Having done all that your experiment is constructed.  You now run the experiment.


(Note that you supply a random seed for the run.  You can do multiple runs in parallel, using different random seeds, to speed the overall search.)

Now you sit back and wait ...  for days.  On a large dataset like mine, training classifiers can take many hours.  And Auto-WEKA will try different classifiers and different combinations of parameters, so it will make many runs.  In truth, you can spend about as much CPU time as you can find.

The good news is that with about a week of CPU time, Auto-WEKA was able to identify several algorithms that performed as well as linear regression.  The combinations it found involved base classifiers combined with meta-classifiers, using parameter settings quite different than the defaults.  It's unlikely that I could have found any of these experimenting on my own.  The bad news is that none of these significantly outperformed linear regression, so my overall performance did not improve.

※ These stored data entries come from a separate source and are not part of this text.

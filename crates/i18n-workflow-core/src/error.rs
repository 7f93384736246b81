//! Error types for reading and writing catalogs.

/// Errors that can occur while reading or writing a catalog document.
#[derive(Debug, thiserror::Error)]
pub enum CatalogError {
    /// The text is not valid YAML.
    #[error("invalid catalog yaml: {0}")]
    InvalidYaml(String),

    /// The text parsed, but its root is not a mapping of locales.
    #[error("catalog root is not a mapping (found {found})")]
    NotAMapping { found: &'static str },

    /// The document could not be written as YAML.
    #[error("could not write catalog yaml: {0}")]
    Emit(String),
}

/// Convenience alias for catalog results.
pub type CatalogResult<T> = Result<T, CatalogError>;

Overall, Auto-WEKA is a tool that could be very useful in the early stages of building a predictor by quickly identifying promising classifier configurations.  And certainly you have nothing to lose by simply letting it loose on the data to see what it can find.

Thursday, November 20, 2014

A New Season

Well, the new college basketball season is upon us.  My early predictions indicate that the Kentucky Blue Platoon is going to play the Kentucky White Platoon in the Championship game, but that prediction might evolve as we see more games.

In the meantime, I have been working on the Net Prophet model (for new readers of the blog - ha, as if! - sometimes known as the Pain Machine or PM).  Traditionally the PM has used a linear regression as its predictive model, but lately I have been looking at other possibilities.  In coming blog posts I'll detail some of these things.

I'm also hoping to get my act together enough to get the PM listed on the Prediction Tracker page for basketball predictions.  I meant to do this last year but never quite got around to doing it.  But this year for sure :-).